→ **WORK INSTRUCTION**:
Nothing but the lines from the one with "API returned no" down to the one with "Completion engine failure." should be returned, exactly and with both ends included, from the material below.

→ **RECORDS SUPPLIED**:
┌──

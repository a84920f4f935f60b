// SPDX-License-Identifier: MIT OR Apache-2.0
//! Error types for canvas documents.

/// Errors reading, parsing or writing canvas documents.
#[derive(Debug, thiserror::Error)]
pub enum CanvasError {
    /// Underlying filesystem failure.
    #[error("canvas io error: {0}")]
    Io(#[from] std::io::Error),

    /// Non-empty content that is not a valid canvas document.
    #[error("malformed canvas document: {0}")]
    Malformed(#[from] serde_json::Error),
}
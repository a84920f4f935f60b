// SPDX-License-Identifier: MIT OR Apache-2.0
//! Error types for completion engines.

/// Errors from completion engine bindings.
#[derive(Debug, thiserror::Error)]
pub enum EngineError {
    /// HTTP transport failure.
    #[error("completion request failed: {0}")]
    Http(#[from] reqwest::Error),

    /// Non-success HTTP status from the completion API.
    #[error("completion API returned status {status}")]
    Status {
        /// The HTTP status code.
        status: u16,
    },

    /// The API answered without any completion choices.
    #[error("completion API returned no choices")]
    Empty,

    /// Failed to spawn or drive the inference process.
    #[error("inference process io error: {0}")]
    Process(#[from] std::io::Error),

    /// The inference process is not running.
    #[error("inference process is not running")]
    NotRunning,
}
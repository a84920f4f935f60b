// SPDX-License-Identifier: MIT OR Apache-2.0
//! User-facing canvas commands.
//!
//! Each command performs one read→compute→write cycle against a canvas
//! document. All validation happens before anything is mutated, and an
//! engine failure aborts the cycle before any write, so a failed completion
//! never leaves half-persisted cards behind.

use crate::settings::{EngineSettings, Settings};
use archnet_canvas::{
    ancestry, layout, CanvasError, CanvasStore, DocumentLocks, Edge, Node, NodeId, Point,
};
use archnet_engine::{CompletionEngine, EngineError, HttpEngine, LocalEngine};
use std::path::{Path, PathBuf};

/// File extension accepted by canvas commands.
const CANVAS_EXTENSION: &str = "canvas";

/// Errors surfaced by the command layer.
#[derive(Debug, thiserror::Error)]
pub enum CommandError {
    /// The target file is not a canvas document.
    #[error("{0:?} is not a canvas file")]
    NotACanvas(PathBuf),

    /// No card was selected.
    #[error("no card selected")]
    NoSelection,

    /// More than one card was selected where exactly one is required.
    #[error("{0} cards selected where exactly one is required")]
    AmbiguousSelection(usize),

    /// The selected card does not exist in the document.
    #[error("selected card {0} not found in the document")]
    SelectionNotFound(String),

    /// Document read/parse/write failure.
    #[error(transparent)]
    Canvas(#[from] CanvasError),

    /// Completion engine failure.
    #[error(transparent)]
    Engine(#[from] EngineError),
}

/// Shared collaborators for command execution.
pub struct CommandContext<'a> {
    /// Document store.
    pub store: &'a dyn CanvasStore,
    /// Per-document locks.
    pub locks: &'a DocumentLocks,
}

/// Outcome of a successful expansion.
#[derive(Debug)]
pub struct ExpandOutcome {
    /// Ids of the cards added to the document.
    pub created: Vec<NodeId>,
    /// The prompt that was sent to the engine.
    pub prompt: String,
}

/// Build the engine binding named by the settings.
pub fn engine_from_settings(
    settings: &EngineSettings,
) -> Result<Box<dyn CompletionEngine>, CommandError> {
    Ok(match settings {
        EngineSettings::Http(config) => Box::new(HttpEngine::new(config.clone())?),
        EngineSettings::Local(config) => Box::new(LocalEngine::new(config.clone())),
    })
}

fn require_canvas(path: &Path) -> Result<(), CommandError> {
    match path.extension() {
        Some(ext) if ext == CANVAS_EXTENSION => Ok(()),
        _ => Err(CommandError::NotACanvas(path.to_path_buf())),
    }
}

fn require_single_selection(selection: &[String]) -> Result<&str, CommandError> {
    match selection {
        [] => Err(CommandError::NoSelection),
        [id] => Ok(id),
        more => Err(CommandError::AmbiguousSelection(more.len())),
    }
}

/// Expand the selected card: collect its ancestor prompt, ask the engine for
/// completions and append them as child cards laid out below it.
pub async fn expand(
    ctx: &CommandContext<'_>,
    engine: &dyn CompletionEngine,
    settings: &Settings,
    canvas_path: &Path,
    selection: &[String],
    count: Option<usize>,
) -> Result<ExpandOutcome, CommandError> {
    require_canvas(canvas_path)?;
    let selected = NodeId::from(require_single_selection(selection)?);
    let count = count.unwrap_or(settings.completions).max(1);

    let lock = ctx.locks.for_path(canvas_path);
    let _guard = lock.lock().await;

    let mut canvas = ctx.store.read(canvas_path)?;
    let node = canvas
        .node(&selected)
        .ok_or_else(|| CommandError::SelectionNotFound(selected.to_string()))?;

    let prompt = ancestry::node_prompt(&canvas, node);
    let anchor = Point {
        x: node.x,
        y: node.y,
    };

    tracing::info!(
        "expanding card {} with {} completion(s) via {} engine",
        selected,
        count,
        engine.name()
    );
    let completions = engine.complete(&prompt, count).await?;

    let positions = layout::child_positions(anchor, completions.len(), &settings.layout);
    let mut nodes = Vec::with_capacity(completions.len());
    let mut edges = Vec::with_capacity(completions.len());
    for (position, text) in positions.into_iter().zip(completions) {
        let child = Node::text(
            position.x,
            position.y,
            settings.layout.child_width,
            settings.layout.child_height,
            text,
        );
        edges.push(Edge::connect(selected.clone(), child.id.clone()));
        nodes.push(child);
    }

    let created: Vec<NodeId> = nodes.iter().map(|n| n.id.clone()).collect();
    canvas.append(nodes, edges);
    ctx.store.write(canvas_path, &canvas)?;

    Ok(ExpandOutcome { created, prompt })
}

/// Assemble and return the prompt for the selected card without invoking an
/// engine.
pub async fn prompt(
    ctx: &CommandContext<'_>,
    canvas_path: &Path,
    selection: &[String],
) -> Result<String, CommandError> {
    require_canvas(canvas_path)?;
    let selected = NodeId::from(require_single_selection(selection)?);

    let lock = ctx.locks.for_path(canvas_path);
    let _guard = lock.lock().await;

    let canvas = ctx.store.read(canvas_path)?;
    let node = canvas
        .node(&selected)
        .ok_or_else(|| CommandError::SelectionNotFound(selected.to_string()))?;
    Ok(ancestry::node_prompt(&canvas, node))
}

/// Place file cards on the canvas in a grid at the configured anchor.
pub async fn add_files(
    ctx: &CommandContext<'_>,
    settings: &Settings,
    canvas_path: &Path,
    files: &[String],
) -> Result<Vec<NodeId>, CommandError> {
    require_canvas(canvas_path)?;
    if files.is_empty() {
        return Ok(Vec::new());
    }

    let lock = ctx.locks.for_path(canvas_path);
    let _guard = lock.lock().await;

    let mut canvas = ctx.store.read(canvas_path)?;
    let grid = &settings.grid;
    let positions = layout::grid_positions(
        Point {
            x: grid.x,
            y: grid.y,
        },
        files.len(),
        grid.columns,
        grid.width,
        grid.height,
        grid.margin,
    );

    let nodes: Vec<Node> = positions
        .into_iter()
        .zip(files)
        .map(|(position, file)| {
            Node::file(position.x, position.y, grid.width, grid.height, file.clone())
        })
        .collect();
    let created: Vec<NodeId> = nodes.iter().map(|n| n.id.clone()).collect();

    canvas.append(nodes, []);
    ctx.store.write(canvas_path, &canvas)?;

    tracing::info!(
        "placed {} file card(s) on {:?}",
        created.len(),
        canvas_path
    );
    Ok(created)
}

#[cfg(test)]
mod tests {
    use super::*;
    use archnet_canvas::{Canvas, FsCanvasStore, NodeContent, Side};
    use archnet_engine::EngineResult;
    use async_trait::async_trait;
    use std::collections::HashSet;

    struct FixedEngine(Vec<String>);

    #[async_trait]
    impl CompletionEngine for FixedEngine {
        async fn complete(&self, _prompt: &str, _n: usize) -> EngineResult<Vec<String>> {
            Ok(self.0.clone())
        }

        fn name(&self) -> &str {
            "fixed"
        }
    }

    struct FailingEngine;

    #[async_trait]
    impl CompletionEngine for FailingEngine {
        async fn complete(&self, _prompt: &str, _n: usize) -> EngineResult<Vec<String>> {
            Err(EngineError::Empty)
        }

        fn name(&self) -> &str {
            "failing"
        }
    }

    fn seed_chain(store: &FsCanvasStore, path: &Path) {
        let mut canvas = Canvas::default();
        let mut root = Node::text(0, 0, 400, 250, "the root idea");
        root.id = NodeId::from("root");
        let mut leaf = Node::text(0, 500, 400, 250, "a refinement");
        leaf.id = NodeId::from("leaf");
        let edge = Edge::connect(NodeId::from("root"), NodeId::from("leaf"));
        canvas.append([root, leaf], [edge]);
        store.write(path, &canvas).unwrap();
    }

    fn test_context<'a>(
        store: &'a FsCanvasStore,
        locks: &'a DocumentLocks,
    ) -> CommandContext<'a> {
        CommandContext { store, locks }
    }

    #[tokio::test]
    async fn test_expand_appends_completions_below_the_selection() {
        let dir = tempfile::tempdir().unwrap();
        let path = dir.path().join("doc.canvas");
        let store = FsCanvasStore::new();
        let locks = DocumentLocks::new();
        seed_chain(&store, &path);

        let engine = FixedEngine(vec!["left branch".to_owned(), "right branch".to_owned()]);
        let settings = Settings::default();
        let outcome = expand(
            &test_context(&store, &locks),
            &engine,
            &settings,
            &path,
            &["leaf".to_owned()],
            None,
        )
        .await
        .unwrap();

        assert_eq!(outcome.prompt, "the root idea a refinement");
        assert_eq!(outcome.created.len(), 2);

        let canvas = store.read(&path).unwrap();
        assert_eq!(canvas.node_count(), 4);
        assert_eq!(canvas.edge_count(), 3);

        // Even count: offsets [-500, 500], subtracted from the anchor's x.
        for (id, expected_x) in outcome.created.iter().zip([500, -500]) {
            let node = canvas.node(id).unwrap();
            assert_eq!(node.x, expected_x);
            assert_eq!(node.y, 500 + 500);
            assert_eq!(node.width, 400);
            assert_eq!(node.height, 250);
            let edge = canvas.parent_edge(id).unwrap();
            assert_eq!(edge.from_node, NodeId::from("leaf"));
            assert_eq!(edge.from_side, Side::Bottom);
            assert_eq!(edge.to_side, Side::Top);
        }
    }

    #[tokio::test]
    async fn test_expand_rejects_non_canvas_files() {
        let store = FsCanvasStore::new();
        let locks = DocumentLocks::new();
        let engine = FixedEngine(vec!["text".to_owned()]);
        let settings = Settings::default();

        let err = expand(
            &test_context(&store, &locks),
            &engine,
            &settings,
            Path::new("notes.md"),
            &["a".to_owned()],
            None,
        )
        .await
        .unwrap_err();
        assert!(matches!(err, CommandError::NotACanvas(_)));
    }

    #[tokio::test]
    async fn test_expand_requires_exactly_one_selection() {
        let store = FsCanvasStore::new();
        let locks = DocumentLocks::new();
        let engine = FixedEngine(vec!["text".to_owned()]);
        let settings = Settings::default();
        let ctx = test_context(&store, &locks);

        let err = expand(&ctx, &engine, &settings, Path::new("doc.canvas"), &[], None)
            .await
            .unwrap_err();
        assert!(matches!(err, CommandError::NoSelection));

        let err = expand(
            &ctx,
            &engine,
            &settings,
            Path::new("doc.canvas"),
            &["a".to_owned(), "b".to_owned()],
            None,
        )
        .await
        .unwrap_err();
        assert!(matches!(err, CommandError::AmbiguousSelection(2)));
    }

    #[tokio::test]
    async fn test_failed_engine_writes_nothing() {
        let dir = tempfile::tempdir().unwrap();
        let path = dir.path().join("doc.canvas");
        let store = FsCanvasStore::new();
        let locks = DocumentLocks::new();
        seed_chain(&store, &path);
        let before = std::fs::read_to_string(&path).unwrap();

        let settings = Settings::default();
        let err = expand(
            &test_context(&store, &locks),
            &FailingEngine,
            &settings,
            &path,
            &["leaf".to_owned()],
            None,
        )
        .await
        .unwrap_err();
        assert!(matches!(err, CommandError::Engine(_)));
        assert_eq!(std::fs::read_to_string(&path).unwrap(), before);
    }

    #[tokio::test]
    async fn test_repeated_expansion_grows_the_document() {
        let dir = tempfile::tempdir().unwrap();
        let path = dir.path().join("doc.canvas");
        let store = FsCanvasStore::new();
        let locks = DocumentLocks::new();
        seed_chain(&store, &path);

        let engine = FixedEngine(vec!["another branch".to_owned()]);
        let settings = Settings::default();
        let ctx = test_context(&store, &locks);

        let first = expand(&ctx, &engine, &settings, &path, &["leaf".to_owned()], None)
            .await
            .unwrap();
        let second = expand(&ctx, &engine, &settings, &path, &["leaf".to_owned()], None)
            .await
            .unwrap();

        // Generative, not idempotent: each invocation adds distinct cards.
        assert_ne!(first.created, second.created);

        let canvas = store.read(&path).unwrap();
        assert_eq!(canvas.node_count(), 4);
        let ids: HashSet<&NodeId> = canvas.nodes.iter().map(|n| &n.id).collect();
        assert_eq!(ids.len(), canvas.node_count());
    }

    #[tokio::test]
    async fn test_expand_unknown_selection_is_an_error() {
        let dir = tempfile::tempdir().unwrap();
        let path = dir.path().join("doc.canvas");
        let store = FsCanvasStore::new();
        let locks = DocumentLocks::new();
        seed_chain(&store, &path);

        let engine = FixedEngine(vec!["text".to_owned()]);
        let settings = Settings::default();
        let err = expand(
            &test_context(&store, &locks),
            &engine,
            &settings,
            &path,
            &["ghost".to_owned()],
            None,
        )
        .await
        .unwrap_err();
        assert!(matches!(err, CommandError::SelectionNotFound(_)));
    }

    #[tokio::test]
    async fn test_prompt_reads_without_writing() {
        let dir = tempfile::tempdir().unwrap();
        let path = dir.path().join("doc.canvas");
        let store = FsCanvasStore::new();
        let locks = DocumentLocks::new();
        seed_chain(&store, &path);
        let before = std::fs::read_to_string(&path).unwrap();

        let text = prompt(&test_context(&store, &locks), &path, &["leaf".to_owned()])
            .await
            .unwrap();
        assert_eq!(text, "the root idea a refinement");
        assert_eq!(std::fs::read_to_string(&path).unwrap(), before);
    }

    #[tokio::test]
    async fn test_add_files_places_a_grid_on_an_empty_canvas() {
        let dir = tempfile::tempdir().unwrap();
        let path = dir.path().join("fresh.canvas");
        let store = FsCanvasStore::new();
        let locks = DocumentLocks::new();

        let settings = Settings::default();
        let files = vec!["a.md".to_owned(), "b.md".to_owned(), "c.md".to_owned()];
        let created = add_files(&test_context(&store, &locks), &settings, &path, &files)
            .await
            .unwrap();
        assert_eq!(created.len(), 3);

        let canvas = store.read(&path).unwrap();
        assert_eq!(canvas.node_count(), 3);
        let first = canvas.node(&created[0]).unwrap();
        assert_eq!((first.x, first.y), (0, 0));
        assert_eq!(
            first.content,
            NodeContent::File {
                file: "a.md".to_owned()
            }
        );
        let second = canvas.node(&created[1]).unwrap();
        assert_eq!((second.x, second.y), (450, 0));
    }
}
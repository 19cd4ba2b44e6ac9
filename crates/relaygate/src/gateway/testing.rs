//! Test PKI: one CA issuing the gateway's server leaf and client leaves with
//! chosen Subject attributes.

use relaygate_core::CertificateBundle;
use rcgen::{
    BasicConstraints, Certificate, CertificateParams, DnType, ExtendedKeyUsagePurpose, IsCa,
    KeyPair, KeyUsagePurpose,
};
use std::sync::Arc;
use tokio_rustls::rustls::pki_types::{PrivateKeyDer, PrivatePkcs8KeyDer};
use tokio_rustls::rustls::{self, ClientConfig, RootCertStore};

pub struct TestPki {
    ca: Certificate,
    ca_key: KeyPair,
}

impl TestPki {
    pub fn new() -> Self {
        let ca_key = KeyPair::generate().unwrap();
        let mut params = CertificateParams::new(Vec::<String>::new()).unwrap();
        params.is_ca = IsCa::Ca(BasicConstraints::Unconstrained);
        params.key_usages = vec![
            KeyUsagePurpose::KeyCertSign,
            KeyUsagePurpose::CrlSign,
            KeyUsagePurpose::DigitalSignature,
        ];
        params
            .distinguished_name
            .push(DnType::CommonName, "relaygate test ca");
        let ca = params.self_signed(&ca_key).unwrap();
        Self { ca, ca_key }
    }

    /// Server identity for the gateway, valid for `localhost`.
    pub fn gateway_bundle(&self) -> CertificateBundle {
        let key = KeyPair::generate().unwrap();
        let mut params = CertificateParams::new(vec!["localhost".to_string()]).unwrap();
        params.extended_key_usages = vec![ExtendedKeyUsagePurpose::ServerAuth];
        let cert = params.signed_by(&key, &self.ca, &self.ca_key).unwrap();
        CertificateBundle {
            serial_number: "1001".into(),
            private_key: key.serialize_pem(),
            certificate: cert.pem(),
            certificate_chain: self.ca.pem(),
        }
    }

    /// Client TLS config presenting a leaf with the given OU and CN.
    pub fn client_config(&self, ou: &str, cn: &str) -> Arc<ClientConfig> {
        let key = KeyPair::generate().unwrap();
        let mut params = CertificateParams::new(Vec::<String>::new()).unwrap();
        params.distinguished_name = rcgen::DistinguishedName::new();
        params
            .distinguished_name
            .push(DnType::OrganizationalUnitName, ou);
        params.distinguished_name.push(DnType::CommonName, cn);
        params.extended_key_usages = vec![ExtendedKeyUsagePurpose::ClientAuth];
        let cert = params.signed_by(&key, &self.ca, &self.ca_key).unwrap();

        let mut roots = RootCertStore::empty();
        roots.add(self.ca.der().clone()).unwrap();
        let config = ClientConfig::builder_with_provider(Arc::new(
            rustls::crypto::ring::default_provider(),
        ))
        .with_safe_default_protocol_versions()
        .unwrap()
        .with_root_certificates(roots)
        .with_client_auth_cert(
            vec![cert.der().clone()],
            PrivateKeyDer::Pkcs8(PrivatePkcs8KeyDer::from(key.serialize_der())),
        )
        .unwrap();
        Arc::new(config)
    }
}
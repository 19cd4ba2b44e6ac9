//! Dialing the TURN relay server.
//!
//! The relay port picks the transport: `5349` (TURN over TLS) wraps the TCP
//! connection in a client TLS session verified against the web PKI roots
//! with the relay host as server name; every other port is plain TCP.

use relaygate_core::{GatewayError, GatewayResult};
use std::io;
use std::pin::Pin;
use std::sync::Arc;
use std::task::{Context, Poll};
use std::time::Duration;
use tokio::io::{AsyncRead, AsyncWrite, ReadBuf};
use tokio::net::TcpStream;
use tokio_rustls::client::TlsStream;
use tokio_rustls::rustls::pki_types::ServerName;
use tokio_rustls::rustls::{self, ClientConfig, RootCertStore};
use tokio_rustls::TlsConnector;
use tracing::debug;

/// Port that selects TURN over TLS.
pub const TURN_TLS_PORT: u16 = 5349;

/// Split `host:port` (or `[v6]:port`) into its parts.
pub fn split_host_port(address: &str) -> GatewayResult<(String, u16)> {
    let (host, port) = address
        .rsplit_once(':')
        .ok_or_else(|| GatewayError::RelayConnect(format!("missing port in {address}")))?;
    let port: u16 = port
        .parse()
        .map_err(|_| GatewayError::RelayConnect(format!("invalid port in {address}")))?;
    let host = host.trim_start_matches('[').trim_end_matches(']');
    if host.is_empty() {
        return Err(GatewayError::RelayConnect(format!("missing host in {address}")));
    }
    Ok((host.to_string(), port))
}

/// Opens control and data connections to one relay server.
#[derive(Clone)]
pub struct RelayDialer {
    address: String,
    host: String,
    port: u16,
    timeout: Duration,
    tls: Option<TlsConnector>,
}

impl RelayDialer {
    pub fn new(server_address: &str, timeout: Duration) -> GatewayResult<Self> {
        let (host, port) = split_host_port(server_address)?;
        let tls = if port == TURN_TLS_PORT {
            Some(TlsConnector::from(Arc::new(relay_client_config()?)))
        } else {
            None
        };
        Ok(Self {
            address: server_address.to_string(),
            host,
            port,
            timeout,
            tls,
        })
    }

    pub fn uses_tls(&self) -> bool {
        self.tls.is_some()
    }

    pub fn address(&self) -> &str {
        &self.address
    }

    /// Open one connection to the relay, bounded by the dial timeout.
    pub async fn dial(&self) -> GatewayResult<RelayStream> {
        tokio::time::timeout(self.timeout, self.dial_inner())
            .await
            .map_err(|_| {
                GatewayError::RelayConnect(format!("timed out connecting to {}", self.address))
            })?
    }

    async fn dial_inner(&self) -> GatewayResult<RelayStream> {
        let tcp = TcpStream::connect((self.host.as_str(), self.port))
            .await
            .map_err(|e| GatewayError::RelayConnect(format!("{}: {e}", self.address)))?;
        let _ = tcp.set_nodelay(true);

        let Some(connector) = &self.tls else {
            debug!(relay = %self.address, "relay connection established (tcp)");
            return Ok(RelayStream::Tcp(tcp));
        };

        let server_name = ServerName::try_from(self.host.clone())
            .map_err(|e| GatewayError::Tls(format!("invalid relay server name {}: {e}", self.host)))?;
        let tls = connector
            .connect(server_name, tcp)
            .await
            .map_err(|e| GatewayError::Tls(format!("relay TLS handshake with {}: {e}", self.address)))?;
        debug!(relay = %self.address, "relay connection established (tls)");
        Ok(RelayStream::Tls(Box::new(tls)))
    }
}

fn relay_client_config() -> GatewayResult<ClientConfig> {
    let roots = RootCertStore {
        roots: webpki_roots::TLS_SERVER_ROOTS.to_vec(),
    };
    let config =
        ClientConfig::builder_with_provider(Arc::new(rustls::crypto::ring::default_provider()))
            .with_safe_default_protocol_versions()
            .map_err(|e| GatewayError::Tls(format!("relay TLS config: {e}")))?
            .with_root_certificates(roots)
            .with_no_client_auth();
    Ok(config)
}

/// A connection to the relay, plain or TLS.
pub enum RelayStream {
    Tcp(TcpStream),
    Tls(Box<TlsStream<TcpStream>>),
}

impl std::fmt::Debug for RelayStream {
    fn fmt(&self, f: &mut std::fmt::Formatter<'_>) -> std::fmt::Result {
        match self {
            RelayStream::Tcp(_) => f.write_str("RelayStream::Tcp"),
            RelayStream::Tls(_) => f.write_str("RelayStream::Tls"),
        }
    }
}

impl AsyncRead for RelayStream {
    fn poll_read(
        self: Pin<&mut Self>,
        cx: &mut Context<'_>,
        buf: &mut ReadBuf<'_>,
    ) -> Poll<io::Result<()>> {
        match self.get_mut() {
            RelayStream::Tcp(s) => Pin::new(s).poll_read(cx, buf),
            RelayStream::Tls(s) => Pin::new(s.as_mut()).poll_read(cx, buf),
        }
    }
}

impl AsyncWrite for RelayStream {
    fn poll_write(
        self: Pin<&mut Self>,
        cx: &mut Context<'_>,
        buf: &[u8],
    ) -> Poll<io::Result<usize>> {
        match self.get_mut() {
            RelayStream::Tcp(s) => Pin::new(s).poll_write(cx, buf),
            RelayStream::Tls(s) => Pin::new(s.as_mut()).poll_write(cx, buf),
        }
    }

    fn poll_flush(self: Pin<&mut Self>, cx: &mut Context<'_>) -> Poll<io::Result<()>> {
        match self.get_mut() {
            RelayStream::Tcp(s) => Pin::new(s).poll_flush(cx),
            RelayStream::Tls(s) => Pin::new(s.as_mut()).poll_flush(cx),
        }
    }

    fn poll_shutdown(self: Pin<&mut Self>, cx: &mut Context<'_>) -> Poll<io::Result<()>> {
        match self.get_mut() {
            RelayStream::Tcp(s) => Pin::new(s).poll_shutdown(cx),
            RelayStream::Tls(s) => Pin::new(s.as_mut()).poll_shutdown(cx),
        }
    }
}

└──

→ **WRITTEN RESPONSE**:
    #[error("completion API returned no choices")]
    Empty,

    /// Failed to spawn or drive the inference process.
    #[error("inference process io error: {0}")]
    Process(#[from] std::io::Error),

    /// The inference process is not running.
    #[error("inference process is not running")]
    NotRunning,
}
repository a84920f4f935f60b
// SPDX-License-Identifier: MIT OR Apache-2.0
//! User-facing canvas commands.
//!
//! Each command performs one read→compute→write cycle against a canvas
//! document. All validation happens before anything is mutated, and an
//! engine failure aborts the cycle before any write, so a failed completion
//! never leaves half-persisted cards behind.

use crate::settings::{EngineSettings, Settings};
use archnet_canvas::{
    ancestry, layout, CanvasError, CanvasStore, DocumentLocks, Edge, Node, NodeId, Point,
};
use archnet_engine::{CompletionEngine, EngineError, HttpEngine, LocalEngine};
use std::path::{Path, PathBuf};

/// File extension accepted by canvas commands.
const CANVAS_EXTENSION: &str = "canvas";

/// Errors surfaced by the command layer.
#[derive(Debug, thiserror::Error)]
pub enum CommandError {
    /// The target file is not a canvas document.
    #[error("{0:?} is not a canvas file")]
    NotACanvas(PathBuf),

    /// No card was selected.
    #[error("no card selected")]
    NoSelection,

    /// More than one card was selected where exactly one is required.
    #[error("{0} cards selected where exactly one is required")]
    AmbiguousSelection(usize),

    /// The selected card does not exist in the document.
    #[error("selected card {0} not found in the document")]
    SelectionNotFound(String),

    /// Document read/parse/write failure.
    #[error(transparent)]
    Canvas(#[from] CanvasError),

    /// Completion engine failure.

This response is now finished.